II. Medical Management
Bleeding disorders vary in severity and etiology. Many patients with congenital and/or severe bleeding disorders may be aware of their underlying condition. However, patients with newly acquired disease may be unaware of their disorder. Furthermore, patients on antiplatelet or anticoagulant medications that may contribute to abnormal bleeding tendencies may not be aware of their increased risk for bleeding. Bleeding symptoms differ based on the origin of the hemostatic disorder, and clinical presentation can assist in establishing the diagnosis. See Table 9.2.

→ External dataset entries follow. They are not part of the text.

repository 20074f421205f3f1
//! Graymill gateway library.
//!
//! Exposes the core building blocks (config, state, dispatcher, progress
//! monitors, WebSocket infrastructure) so integration tests and the binary
//! entrypoint can both access them.

pub mod config;
pub mod dispatcher;
pub mod monitor;
pub mod routes;
pub mod state;
pub mod ws;
//! HTTP routes. The gateway's surface is the WebSocket endpoint plus a
//! health check.

pub mod health;
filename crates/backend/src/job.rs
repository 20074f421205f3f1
//! Job lifecycle state as reported by a backend poll.

use serde::{Deserialize, Serialize};

/// Lifecycle state of one submitted job.
///
/// `Pending -> Running -> {Succeeded, Failed}`. `Running` may be observed
/// many times with non-decreasing progress; the terminal states are
/// observed at most once per poll sequence and never leave.
#[derive(Debug, Clone, Copy, PartialEq, Eq, Serialize, Deserialize)]
#[serde(rename_all = "SCREAMING_SNAKE_CASE")]
pub enum JobState {
    Pending,
    Running,
    Succeeded,
    Failed,
}

impl JobState {
    /// Whether no further transitions follow this state.
    pub fn is_terminal(self) -> bool {
        matches!(self, JobState::Succeeded | JobState::Failed)
    }
}

/// Snapshot of one job returned by [`JobBackend::poll`].
///
/// `progress` accompanies `Running`, `result` accompanies `Succeeded`,
/// `error` accompanies `Failed`; absent fields are omitted on the wire.
///
/// [`JobBackend::poll`]: crate::client::JobBackend::poll
#[derive(Debug, Clone, PartialEq, Serialize, Deserialize)]
pub struct JobStatus {
    pub state: JobState,
    #[serde(skip_serializing_if = "Option::is_none")]
    pub progress: Option<u8>,
    #[serde(skip_serializing_if = "Option::is_none")]
    pub result: Option<String>,
    #[serde(skip_serializing_if = "Option::is_none")]
    pub error: Option<String>,
}

impl JobStatus {
    pub fn pending() -> Self {
        Self {
            state: JobState::Pending,
            progress: None,
            result: None,
            error: None,
        }
    }

    pub fn running(progress: u8) -> Self {
        Self {
            state: JobState::Running,
            progress: Some(progress),
            result: None,
            error: None,
        }
    }

    pub fn succeeded(result: impl Into<String>) -> Self {
        Self {
            state: JobState::Succeeded,
            progress: Some(100),
            result: Some(result.into()),
            error: None,
        }
    }

    pub fn failed(error: impl Into<String>) -> Self {
        Self {
            state: JobState::Failed,
            progress: None,
            result: None,
            error: Some(error.into()),
        }
    }
}

#[cfg(test)]
mod tests {
    use super::*;

    #[test]
    fn states_serialize_screaming_snake() {
        assert_eq!(
            serde_json::to_string(&JobState::Running).unwrap(),
            "\"RUNNING\""
        );
        assert_eq!(
            serde_json::to_string(&JobState::Succeeded).unwrap(),
            "\"SUCCEEDED\""
        );
    }

    #[test]
    fn terminal_states() {
        assert!(!JobState::Pending.is_terminal());
        assert!(!JobState::Running.is_terminal());
        assert!(JobState::Succeeded.is_terminal());
        assert!(JobState::Failed.is_terminal());
    }

    #[test]
    fn absent_fields_are_omitted() {
        let json = serde_json::to_value(JobStatus::running(40)).unwrap();
        assert_eq!(json, serde_json::json!({"state":"RUNNING","progress":40}));
    }
}
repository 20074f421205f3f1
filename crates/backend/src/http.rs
//! HTTP client for a remote job service.
//!
//! Wraps the job service's REST surface (submission, polling) using
//! [`reqwest`]: `POST /jobs` to submit, `GET /jobs/{id}` to poll.

use graymill_core::types::JobId;
use serde::Deserialize;

use crate::client::{BackendError, JobBackend};
use crate::job::JobStatus;

/// HTTP-backed [`JobBackend`] for a single remote job service.
pub struct HttpJobBackend {
    client: reqwest::Client,
    base_url: String,
}

/// Response returned by the `POST /jobs` endpoint after queuing a job.
#[derive(Debug, Deserialize)]
struct SubmitResponse {
    /// Server-assigned identifier for the queued job.
    job_id: JobId,
}

impl HttpJobBackend {
    /// Create a new client for a job service.
    ///
    /// * `base_url` - Base HTTP URL, e.g. `http://host:9000`.
    pub fn new(base_url: String) -> Self {
        Self {
            client: reqwest::Client::new(),
            base_url: base_url.trim_end_matches('/').to_string(),
        }
    }

    /// Create a client reusing an existing [`reqwest::Client`]
    /// (useful for connection pooling across services).
    pub fn with_client(client: reqwest::Client, base_url: String) -> Self {
        Self {
            client,
            base_url: base_url.trim_end_matches('/').to_string(),
        }
    }

    // ---- private helpers ----

    /// Ensure the response has a success status code. Returns the response
    /// unchanged on success, or a [`BackendError::Api`] containing the
    /// status and body text on failure.
    async fn ensure_success(response: reqwest::Response) -> Result<reqwest::Response, BackendError> {
        let status = response.status();
        if !status.is_success() {
            let body = response
                .text()
                .await
                .unwrap_or_else(|_| "<unreadable body>".to_string());
            return Err(BackendError::Api {
                status: status.as_u16(),
                body,
            });
        }
        Ok(response)
    }

    /// Parse a successful JSON response body into the expected type.
    async fn parse_response<T: serde::de::DeserializeOwned>(
        response: reqwest::Response,
    ) -> Result<T, BackendError> {
        let response = Self::ensure_success(response).await?;
        response
            .json::<T>()
            .await
            .map_err(|e| BackendError::Unavailable(e.to_string()))
    }
}

#[async_trait::async_trait]
impl JobBackend for HttpJobBackend {
    async fn submit(&self, payload: &str, algorithm: &str) -> Result<JobId, BackendError> {
        let body = serde_json::json!({
            "image": payload,
            "algorithm": algorithm,
        });

        let response = self
            .client
            .post(format!("{}/jobs", self.base_url))
            .json(&body)
            .send()
            .await
            .map_err(|e| BackendError::Unavailable(e.to_string()))?;

        let submitted: SubmitResponse = Self::parse_response(response).await?;
        Ok(submitted.job_id)
    }

    async fn poll(&self, job_id: &str) -> Result<JobStatus, BackendError> {
        let response = self
            .client
            .get(format!("{}/jobs/{}", self.base_url, job_id))
            .send()
            .await
            .map_err(|e| BackendError::Unavailable(e.to_string()))?;

        if response.status() == reqwest::StatusCode::NOT_FOUND {
            return Err(BackendError::UnknownJob(job_id.to_string()));
        }

        Self::parse_response(response).await
    }
}
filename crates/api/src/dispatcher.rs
//! Job dispatcher: validate, submit to the backend, start tracking.
//!
//! Each accepted request gets exactly one [`ProgressMonitor`]; the
//! dispatcher owns the master cancellation token that tears the monitors
//! down during shutdown.

use std::sync::Arc;

use graymill_backend::binarize::SUPPORTED_ALGORITHMS;
use graymill_backend::{BackendError, JobBackend};
use graymill_core::protocol::ServerMessage;
use graymill_core::types::JobId;
use tokio_util::sync::CancellationToken;

use crate::monitor::{MonitorConfig, ProgressMonitor};
use crate::ws::registry::ConnectionRegistry;

/// A validated-to-be job submission from one connection.
#[derive(Debug, Clone)]
pub struct SubmitJobRequest {
    /// Base64-encoded source image.
    pub image: String,
    /// Requested binarization algorithm.
    pub algorithm: String,
}

/// Why a submission was not accepted.
#[derive(Debug, thiserror::Error)]
pub enum DispatchError {
    /// Bad request shape or unsupported algorithm. Surfaced synchronously
    /// to the caller; the connection stays open and no monitor starts.
    #[error("validation failed: {0}")]
    Validation(String),

    /// The backend refused or could not take the submission.
    #[error(transparent)]
    Backend(#[from] BackendError),

    /// The owning connection disappeared between the request and the
    /// `STARTED` emission. The job may still run in the backend; tracking
    /// is abandoned.
    #[error("connection is no longer live")]
    NotConnected,
}

/// Accepts job requests and spawns one progress monitor per accepted job.
pub struct JobDispatcher {
    registry: Arc<ConnectionRegistry>,
    backend: Arc<dyn JobBackend>,
    monitor: MonitorConfig,
    /// Master cancellation token; each monitor runs on a child token.
    cancel: CancellationToken,
}

impl JobDispatcher {
    pub fn new(
        registry: Arc<ConnectionRegistry>,
        backend: Arc<dyn JobBackend>,
        monitor: MonitorConfig,
    ) -> Self {
        Self {
            registry,
            backend,
            monitor,
            cancel: CancellationToken::new(),
        }
    }

    /// Validate a request, hand it to the backend, emit `STARTED`, and
    /// start exactly one progress monitor for the new job.
    pub async fn submit(
        &self,
        token: &str,
        request: SubmitJobRequest,
    ) -> Result<JobId, DispatchError> {
        Self::validate(&request)?;

        let job_id = self
            .backend
            .submit(&request.image, &request.algorithm)
            .await?;

        tracing::info!(
            token = %token,
            job_id = %job_id,
            algorithm = %request.algorithm,
            "Job submitted to backend",
        );

        // STARTED must precede any PROGRESS for this job, so it is emitted
        // here before the monitor exists.
        let started = ServerMessage::Started {
            task_id: job_id.clone(),
            algorithm: request.algorithm.clone(),
        };
        if self.registry.send(token, &started).await.is_err() {
            tracing::info!(
                token = %token,
                job_id = %job_id,
                "Connection gone before STARTED, abandoning tracking",
            );
            return Err(DispatchError::NotConnected);
        }

        self.registry.track_job(token, &job_id).await;

        let monitor = ProgressMonitor::new(
            Arc::clone(&self.registry),
            Arc::clone(&self.backend),
            self.monitor.clone(),
            job_id.clone(),
            token.to_string(),
            self.cancel.child_token(),
        );
        tokio::spawn(monitor.run());

        Ok(job_id)
    }

    /// Cancel every in-flight monitor. Called once during shutdown.
    pub fn shutdown(&self) {
        self.cancel.cancel();
    }

    fn validate(request: &SubmitJobRequest) -> Result<(), DispatchError> {
        if request.image.trim().is_empty() {
            return Err(DispatchError::Validation(
                "image payload is empty".to_string(),
            ));
        }
        if !SUPPORTED_ALGORITHMS
            .iter()
            .any(|a| a.eq_ignore_ascii_case(&request.algorithm))
        {
            return Err(DispatchError::Validation(format!(
                "unsupported algorithm: {}",
                request.algorithm
            )));
        }
        Ok(())
    }
}
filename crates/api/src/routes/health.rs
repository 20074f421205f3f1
use axum::{routing::get, Json, Router};
use serde::Serialize;

use crate::state::AppState;

#[derive(Serialize)]
struct HealthResponse {
    status: &'static str,
    version: &'static str,
}

async fn health_check() -> Json<HealthResponse> {
    Json(HealthResponse {
        status: "ok",
        version: env!("CARGO_PKG_VERSION"),
    })
}

pub fn router() -> Router<AppState> {
    Router::new().route("/health", get(health_check))
}
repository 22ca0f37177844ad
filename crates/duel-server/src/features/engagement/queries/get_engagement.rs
use serde::{Deserialize, Serialize};

use crate::db::UserStatsStore;
use crate::models::{EngagementTotals, Platform};

#[derive(Debug, Clone, Default, Serialize, Deserialize)]
pub struct GetEngagementQuery {
    pub platform: Option<String>,
}

#[derive(Debug, thiserror::Error)]
pub enum GetEngagementError {
    #[error("Missing platform query parameter")]
    MissingPlatform,
    #[error("Platform must be one of {}", Platform::list())]
    InvalidPlatform(String),
    #[error("Database error: {0}")]
    Database(#[from] sqlx::Error),
}

impl GetEngagementQuery {
    /// An empty value counts as missing
    pub fn validate(&self) -> Result<Platform, GetEngagementError> {
        let raw = self
            .platform
            .as_deref()
            .filter(|p| !p.is_empty())
            .ok_or(GetEngagementError::MissingPlatform)?;

        raw.parse()
            .map_err(|_| GetEngagementError::InvalidPlatform(raw.to_string()))
    }
}

#[tracing::instrument(skip(store))]
pub async fn handle(
    store: &dyn UserStatsStore,
    query: GetEngagementQuery,
) -> Result<EngagementTotals, GetEngagementError> {
    let platform = query.validate()?;
    let totals = store.engagement_totals(platform).await?;
    Ok(totals)
}

#[cfg(test)]
#[allow(clippy::unwrap_used)]
mod tests {
    use super::*;

    fn query(platform: Option<&str>) -> GetEngagementQuery {
        GetEngagementQuery {
            platform: platform.map(str::to_string),
        }
    }

    #[test]
    fn test_validate_accepts_every_platform() {
        for platform in Platform::ALL {
            assert!(matches!(query(Some(platform.as_str())).validate(), Ok(p) if p == platform));
        }
    }

    #[test]
    fn test_validate_missing() {
        assert!(matches!(
            query(None).validate(),
            Err(GetEngagementError::MissingPlatform)
        ));
        assert!(matches!(
            query(Some("")).validate(),
            Err(GetEngagementError::MissingPlatform)
        ));
    }

    #[test]
    fn test_validate_unknown_platform() {
        let err = query(Some("MySpace")).validate().unwrap_err();
        assert_eq!(
            err.to_string(),
            "Platform must be one of Facebook, Instagram, TikTok, 123"
        );
    }
}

|Clinical Findings||Platelet and Vascular Disorders||Coagulation Disorders|
|Ecchymoses||Characteristic, usually small and multiple||Common, often large and solitary|
|Deep dissecting hematomas||Rare||Characteristic|
|Delayed surgical bleeding||Rare||Common|
|Bleeding from superficial cuts and scratches||Persistent, often profuse||Minimal|
A thorough medical and medication history is critical prior to performing dental care on a patient to assess risk for bleeding. Furthermore, patients diagnosed with bleeding disorders prior to 1985 may have received contaminated blood transfusions and may be at risk for blood-transmitted infectious diseases, such as HIV/AIDS, hepatitis B, and hepatitis C. Affirmative responses to confidential medical history questions in the following areas will alert the dentist to the possible need for further inquiry:
- hemophilia, vWD, or other congenital coagulation disorders;
- bruises easily;
- epistaxis (frequent nosebleeds);
- prolonged bleeding after trauma/surgery including dental procedures;
- history of multiple blood transfusions;
- blood malignancies or dyscrasias;
- current or recently terminated cancer treatment;
- advanced liver disease/hepatitis;
- end-stage renal disease receiving hemodialysis (heparin is administered during dialysis treatment);
- current use of antiplatelet or anticoagulant medications such as aspirin, Coumadin®, ADP inhibitors, LMWH therapy, direct thrombin or Factor Xa inhibitors;
- medical conditions for which one may be on prophylactic antiplatelet or anticoagulant therapy:
- atrial fibrillation,
- prosthetic heart valve,
- history of deep vein thrombosis (DVT),
- post-myocardial infarction,
- history of cerebrovascular accident (CVA).